**** Supplied records

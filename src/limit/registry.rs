//! Named limiter instances.

use std::collections::BTreeMap;
use std::sync::Arc;

use chrono::{DateTime, Utc};

use super::limiter::RateLimiter;
use super::policy::LimiterPolicy;
use super::stats::LimiterStats;

/// The named limiters of one process, each with independent state.
pub struct Limiters {
    limiters: BTreeMap<String, Arc<RateLimiter>>,
}

impl Limiters {
    /// Build one limiter per named policy.
    pub fn new(policies: impl IntoIterator<Item = (String, LimiterPolicy)>) -> Self {
        let limiters = policies
            .into_iter()
            .map(|(name, policy)| {
                let limiter = Arc::new(RateLimiter::new(name.clone(), policy));
                (name, limiter)
            })
            .collect();
        Self { limiters }
    }

    /// Look up a limiter by name.
    pub fn get(&self, name: &str) -> Option<Arc<RateLimiter>> {
        self.limiters.get(name).cloned()
    }

    pub fn iter(&self) -> impl Iterator<Item = (&str, &Arc<RateLimiter>)> {
        self.limiters.iter().map(|(name, l)| (name.as_str(), l))
    }

    pub fn len(&self) -> usize {
        self.limiters.len()
    }

    pub fn is_empty(&self) -> bool {
        self.limiters.is_empty()
    }

    /// Snapshot every limiter, keyed by name.
    pub fn stats(&self, now: DateTime<Utc>) -> BTreeMap<String, LimiterStats> {
        self.limiters
            .iter()
            .map(|(name, limiter)| (name.clone(), limiter.stats(now)))
            .collect()
    }
}
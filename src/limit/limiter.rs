//! Core rate limiter implementation.

use chrono::{DateTime, Utc};
use tracing::{debug, trace, warn};

use super::block::BlockRegistry;
use super::policy::LimiterPolicy;
use super::stats::{LimiterStats, TopRequester, TOP_REQUESTERS};
use super::window::WindowStore;

/// Outcome of a rate limit check for one request.
#[derive(Debug, Clone, PartialEq, Eq)]
pub enum Decision {
    Allowed(Allowance),
    Denied(Denial),
}

/// An allowed request, with the quota metadata to surface as headers.
#[derive(Debug, Clone, Copy, PartialEq, Eq)]
pub struct Allowance {
    /// The configured ceiling.
    pub limit: u32,
    /// Quota left in the window, floored at 0.
    pub remaining: u32,
    /// When the window next resets.
    pub reset_at: DateTime<Utc>,
}

/// A denied request.
#[derive(Debug, Clone, PartialEq, Eq)]
pub struct Denial {
    /// Human-readable explanation for the response body.
    pub message: String,
    /// Whole minutes until the caller may retry, rounded up.
    pub retry_after_mins: i64,
}

/// One limiter instance: a policy with its own window and block state.
///
/// Instances are fully independent; a key blocked under one limiter is
/// unaffected under another. This struct is thread-safe and is shared
/// across requests behind an `Arc`.
pub struct RateLimiter {
    name: String,
    policy: LimiterPolicy,
    windows: WindowStore,
    blocks: BlockRegistry,
}

impl RateLimiter {
    /// Create a limiter owning fresh state for the given policy.
    pub fn new(name: impl Into<String>, policy: LimiterPolicy) -> Self {
        let windows = WindowStore::new(policy.window());
        Self {
            name: name.into(),
            policy,
            windows,
            blocks: BlockRegistry::new(),
        }
    }

    pub fn name(&self) -> &str {
        &self.name
    }

    pub fn policy(&self) -> &LimiterPolicy {
        &self.policy
    }

    /// Decide whether the request identified by `key` may proceed.
    ///
    /// A blocked key is denied before any window accounting. Otherwise
    /// the window counter advances; the request that pushes the count
    /// past the ceiling escalates the key to a timed block and is itself
    /// denied. Every path yields a definite decision.
    pub fn check(&self, key: &str, now: DateTime<Utc>) -> Decision {
        trace!(limiter = %self.name, key = %key, "Checking rate limit");

        if let Some(until) = self.blocks.blocked_until(key, now) {
            let minutes = minutes_until(until, now);
            debug!(
                limiter = %self.name,
                key = %key,
                minutes_left = minutes,
                "Request denied, key is blocked"
            );
            return Decision::Denied(Denial {
                message: format!(
                    "{} You are blocked for {} more minute(s).",
                    self.policy.message, minutes
                ),
                retry_after_mins: minutes,
            });
        }

        let sample = self.windows.check_and_increment(key, now);

        if sample.count > self.policy.max_requests {
            self.blocks.block(key, now, self.policy.block_duration());
            // The block takes over accounting for this key; counting
            // restarts from scratch once the block lifts.
            self.windows.remove(key);

            let minutes = self.policy.block_minutes();
            warn!(
                limiter = %self.name,
                key = %key,
                limit = self.policy.max_requests,
                block_minutes = minutes,
                "Request limit exceeded, blocking key"
            );
            return Decision::Denied(Denial {
                message: format!(
                    "{} Limit of {} requests exceeded; blocked for {} minute(s).",
                    self.policy.message, self.policy.max_requests, minutes
                ),
                retry_after_mins: minutes,
            });
        }

        if sample.count as u64 * 5 > self.policy.max_requests as u64 * 4 {
            warn!(
                limiter = %self.name,
                key = %key,
                count = sample.count,
                limit = self.policy.max_requests,
                "Key is above 80% of its request limit"
            );
        }

        Decision::Allowed(Allowance {
            limit: self.policy.max_requests,
            remaining: self.policy.max_requests.saturating_sub(sample.count),
            reset_at: sample.reset_at,
        })
    }

    /// Retroactively un-count one request from `key`.
    ///
    /// Best effort, floored at 0; used when `count_success_only` is set
    /// and the response turned out successful.
    pub fn decrement(&self, key: &str) {
        self.windows.decrement(key);
    }

    /// Evict stale windows and expired blocks.
    ///
    /// Advisory cleanup only; `check` performs its own lazy eviction.
    /// Returns `(windows_removed, blocks_removed)`.
    pub fn sweep(&self, now: DateTime<Utc>) -> (usize, usize) {
        (self.windows.sweep(now), self.blocks.sweep(now))
    }

    /// Read-only snapshot for operational visibility. Mutates nothing.
    ///
    /// Only windows still live at `now` are reported; entries awaiting
    /// the next sweep carry counts from an elapsed window.
    pub fn stats(&self, now: DateTime<Utc>) -> LimiterStats {
        let mut counts = self.windows.live_counts(now);
        counts.sort_by(|a, b| b.1.cmp(&a.1).then_with(|| a.0.cmp(&b.0)));

        let tracked_keys = counts.len();
        counts.truncate(TOP_REQUESTERS);

        let top_requesters = counts
            .into_iter()
            .map(|(key, count)| {
                let blocked = self.blocks.is_blocked_at(&key, now);
                TopRequester { key, count, blocked }
            })
            .collect();

        LimiterStats {
            tracked_keys,
            blocked_keys: self.blocks.active(now),
            top_requesters,
        }
    }
}

/// Whole minutes from `now` until `until`, rounded up.
fn minutes_until(until: DateTime<Utc>, now: DateTime<Utc>) -> i64 {
    let millis = (until - now).num_milliseconds().max(0);
    (millis + 59_999) / 60_000
}
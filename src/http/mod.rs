//! HTTP surface: limiter middleware, admin endpoints, and the server.

pub mod admin;
pub mod middleware;
pub mod routes;
pub mod server;

pub use server::HttpServer;
//! Periodic eviction of stale limiter state.

use std::sync::Arc;
use std::time::Duration;

use chrono::Utc;
use tokio::sync::watch;
use tokio::task::JoinHandle;
use tokio::time::MissedTickBehavior;
use tracing::{debug, info};

use super::registry::Limiters;

/// Default sweep cadence.
pub const DEFAULT_SWEEP_INTERVAL: Duration = Duration::from_secs(60);

/// Background task that sweeps every registered limiter on a fixed
/// cadence, bounding memory for keys that stop sending traffic.
///
/// Advisory cleanup only: the limiters evict lazily on their own decision
/// path, so a delayed or missed sweep never affects correctness.
pub struct Reaper {
    limiters: Arc<Limiters>,
    interval: Duration,
}

impl Reaper {
    pub fn new(limiters: Arc<Limiters>, interval: Duration) -> Self {
        Self { limiters, interval }
    }

    /// Spawn the sweep loop. It runs until `shutdown` observes a change.
    pub fn spawn(self, mut shutdown: watch::Receiver<bool>) -> JoinHandle<()> {
        tokio::spawn(async move {
            let mut ticker = tokio::time::interval(self.interval);
            ticker.set_missed_tick_behavior(MissedTickBehavior::Delay);

            info!(interval_secs = self.interval.as_secs(), "Reaper started");

            loop {
                tokio::select! {
                    _ = ticker.tick() => self.sweep_all(),
                    _ = shutdown.changed() => {
                        info!("Reaper stopped");
                        break;
                    }
                }
            }
        })
    }

    fn sweep_all(&self) {
        let now = Utc::now();
        for (name, limiter) in self.limiters.iter() {
            let (windows, blocks) = limiter.sweep(now);
            if windows > 0 || blocks > 0 {
                debug!(
                    limiter = %name,
                    windows_removed = windows,
                    blocks_removed = blocks,
                    "Swept expired limiter state"
                );
            }
        }
    }
}
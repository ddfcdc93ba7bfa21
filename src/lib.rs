//! Floodgate - Per-Client Request Rate Limiting
//!
//! This crate implements an in-memory request rate limiter: a per-client
//! window counter that escalates to a timed block when exhausted, with a
//! periodic reaper bounding memory and an axum middleware surface that
//! applies named limiter policies to an HTTP pipeline. All state is
//! process-local and lost on restart.

pub mod config;
pub mod error;
pub mod http;
pub mod limit;
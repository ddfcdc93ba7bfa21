//! Error types for the Floodgate service.

use thiserror::Error;

/// Main error type for Floodgate operations.
///
/// The rate-limiting decision path itself is infallible; errors only
/// arise while loading configuration or running the HTTP server.
#[derive(Error, Debug)]
pub enum FloodgateError {
    /// Configuration-related errors
    #[error("Configuration error: {0}")]
    Config(String),

    /// I/O errors
    #[error("I/O error: {0}")]
    Io(#[from] std::io::Error),
}

/// Result type alias for Floodgate operations.
pub type Result<T> = std::result::Result<T, FloodgateError>;
//! Per-key request window accounting.

use std::collections::HashMap;

use chrono::{DateTime, Duration, Utc};
use parking_lot::Mutex;

/// Accounting state for one client key.
#[derive(Debug, Clone)]
struct WindowEntry {
    /// Requests seen in the current window.
    count: u32,
    /// When the current window began.
    window_start: DateTime<Utc>,
    /// Copied from the owning store at creation; fixed for the entry's life.
    window_size: Duration,
}

impl WindowEntry {
    /// A window is stale once strictly more than its size has elapsed.
    fn is_stale(&self, now: DateTime<Utc>) -> bool {
        now - self.window_start > self.window_size
    }

    fn reset_at(&self) -> DateTime<Utc> {
        self.window_start + self.window_size
    }
}

/// Result of a window check: the count after the increment and the
/// wall-clock time the window next resets.
#[derive(Debug, Clone, Copy, PartialEq, Eq)]
pub struct WindowSample {
    pub count: u32,
    pub reset_at: DateTime<Utc>,
}

/// Per-key window counters for a single limiter instance.
///
/// A single mutex guards the map, so each read-modify-write is a
/// serializable unit: concurrent requests for one key land in some
/// serial order with no lost updates.
pub struct WindowStore {
    window_size: Duration,
    entries: Mutex<HashMap<String, WindowEntry>>,
}

impl WindowStore {
    /// Create an empty store whose entries use the given window size.
    pub fn new(window_size: Duration) -> Self {
        Self {
            window_size,
            entries: Mutex::new(HashMap::new()),
        }
    }

    /// Account for one request from `key`.
    ///
    /// Creates the entry lazily with a count of 1, resets it first when
    /// the window has gone stale, and increments otherwise.
    pub fn check_and_increment(&self, key: &str, now: DateTime<Utc>) -> WindowSample {
        let mut entries = self.entries.lock();

        let entry = entries.entry(key.to_string()).or_insert_with(|| WindowEntry {
            count: 0,
            window_start: now,
            window_size: self.window_size,
        });

        if entry.is_stale(now) {
            entry.count = 0;
            entry.window_start = now;
        }

        entry.count += 1;

        WindowSample {
            count: entry.count,
            reset_at: entry.reset_at(),
        }
    }

    /// Best-effort un-count for `key`, floored at 0.
    ///
    /// Used by the success-skip feature; a missing entry is a no-op.
    pub fn decrement(&self, key: &str) {
        if let Some(entry) = self.entries.lock().get_mut(key) {
            entry.count = entry.count.saturating_sub(1);
        }
    }

    /// Drop the entry for `key`, if any.
    pub fn remove(&self, key: &str) {
        self.entries.lock().remove(key);
    }

    /// Evict every stale entry. Returns how many were removed.
    pub fn sweep(&self, now: DateTime<Utc>) -> usize {
        let mut entries = self.entries.lock();
        let before = entries.len();
        entries.retain(|_, entry| !entry.is_stale(now));
        before - entries.len()
    }

    /// Number of tracked keys.
    pub fn len(&self) -> usize {
        self.entries.lock().len()
    }

    pub fn is_empty(&self) -> bool {
        self.entries.lock().is_empty()
    }

    /// Snapshot of `(key, count)` pairs for reporting.
    ///
    /// Entries whose window has gone stale at `now` are omitted: between
    /// sweeps they still sit in the map, but their counts belong to an
    /// elapsed window and would misreport.
    pub fn live_counts(&self, now: DateTime<Utc>) -> Vec<(String, u32)> {
        self.entries
            .lock()
            .iter()
            .filter(|(_, entry)| !entry.is_stale(now))
            .map(|(key, entry)| (key.clone(), entry.count))
            .collect()
    }
}

#[cfg(test)]
mod tests {
    use super::*;
    use chrono::TimeZone;

    fn base() -> DateTime<Utc> {
        Utc.with_ymd_and_hms(2024, 1, 1, 0, 0, 0).unwrap()
    }

    #[test]
    fn test_first_request_creates_entry() {
        let store = WindowStore::new(Duration::seconds(60));
        let sample = store.check_and_increment("k", base());

        assert_eq!(sample.count, 1);
        assert_eq!(sample.reset_at, base() + Duration::seconds(60));
        assert_eq!(store.len(), 1);
    }

    #[test]
    fn test_increments_within_window() {
        let store = WindowStore::new(Duration::seconds(60));
        store.check_and_increment("k", base());
        store.check_and_increment("k", base() + Duration::seconds(10));
        let sample = store.check_and_increment("k", base() + Duration::seconds(59));

        assert_eq!(sample.count, 3);
        assert_eq!(sample.reset_at, base() + Duration::seconds(60));
    }

    #[test]
    fn test_boundary_instant_still_counts() {
        // Staleness is strict: elapsed == window size is not yet stale.
        let store = WindowStore::new(Duration::seconds(60));
        store.check_and_increment("k", base());
        let sample = store.check_and_increment("k", base() + Duration::seconds(60));
        assert_eq!(sample.count, 2);
    }

    #[test]
    fn test_stale_window_resets() {
        let store = WindowStore::new(Duration::seconds(60));
        store.check_and_increment("k", base());
        store.check_and_increment("k", base());

        let now = base() + Duration::seconds(60) + Duration::milliseconds(1);
        let sample = store.check_and_increment("k", now);

        assert_eq!(sample.count, 1);
        assert_eq!(sample.reset_at, now + Duration::seconds(60));
    }

    #[test]
    fn test_keys_are_independent() {
        let store = WindowStore::new(Duration::seconds(60));
        store.check_and_increment("a", base());
        store.check_and_increment("a", base());
        let sample = store.check_and_increment("b", base());

        assert_eq!(sample.count, 1);
        assert_eq!(store.len(), 2);
    }

    #[test]
    fn test_decrement_floors_at_zero() {
        let store = WindowStore::new(Duration::seconds(60));
        store.check_and_increment("k", base());
        store.decrement("k");
        store.decrement("k");

        let sample = store.check_and_increment("k", base());
        assert_eq!(sample.count, 1);
    }

    #[test]
    fn test_decrement_missing_key_is_noop() {
        let store = WindowStore::new(Duration::seconds(60));
        store.decrement("missing");
        assert!(store.is_empty());
    }

    #[test]
    fn test_sweep_removes_only_stale_entries() {
        let store = WindowStore::new(Duration::seconds(60));
        store.check_and_increment("old", base());
        store.check_and_increment("fresh", base() + Duration::seconds(90));

        let now = base() + Duration::seconds(100);
        let removed = store.sweep(now);

        assert_eq!(removed, 1);
        assert_eq!(store.live_counts(now), vec![("fresh".to_string(), 1)]);
    }

    #[test]
    fn test_live_counts_skip_stale_entries_before_sweep() {
        let store = WindowStore::new(Duration::seconds(60));
        store.check_and_increment("old", base());
        store.check_and_increment("fresh", base() + Duration::seconds(90));

        // No sweep has run; the stale entry is still in the map but is
        // not reported.
        let now = base() + Duration::seconds(100);
        assert_eq!(store.len(), 2);
        assert_eq!(store.live_counts(now), vec![("fresh".to_string(), 1)]);
    }

    #[test]
    fn test_remove() {
        let store = WindowStore::new(Duration::seconds(60));
        store.check_and_increment("k", base());
        store.remove("k");
        assert!(store.is_empty());
    }
}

********

The task.
Once the line with "use super::stats::LimiterStats;" is found in the records above, print exactly that line and every line after it through the line with "limiter by name.".

Result of this task.
use super::stats::LimiterStats;

/// The named limiters of one process, each with independent state.
pub struct Limiters {
    limiters: BTreeMap<String, Arc<RateLimiter>>,
}

impl Limiters {
    /// Build one limiter per named policy.
    pub fn new(policies: impl IntoIterator<Item = (String, LimiterPolicy)>) -> Self {
        let limiters = policies
            .into_iter()
            .map(|(name, policy)| {
                let limiter = Arc::new(RateLimiter::new(name.clone(), policy));
                (name, limiter)
            })
            .collect();
        Self { limiters }
    }

    /// Look up a limiter by name.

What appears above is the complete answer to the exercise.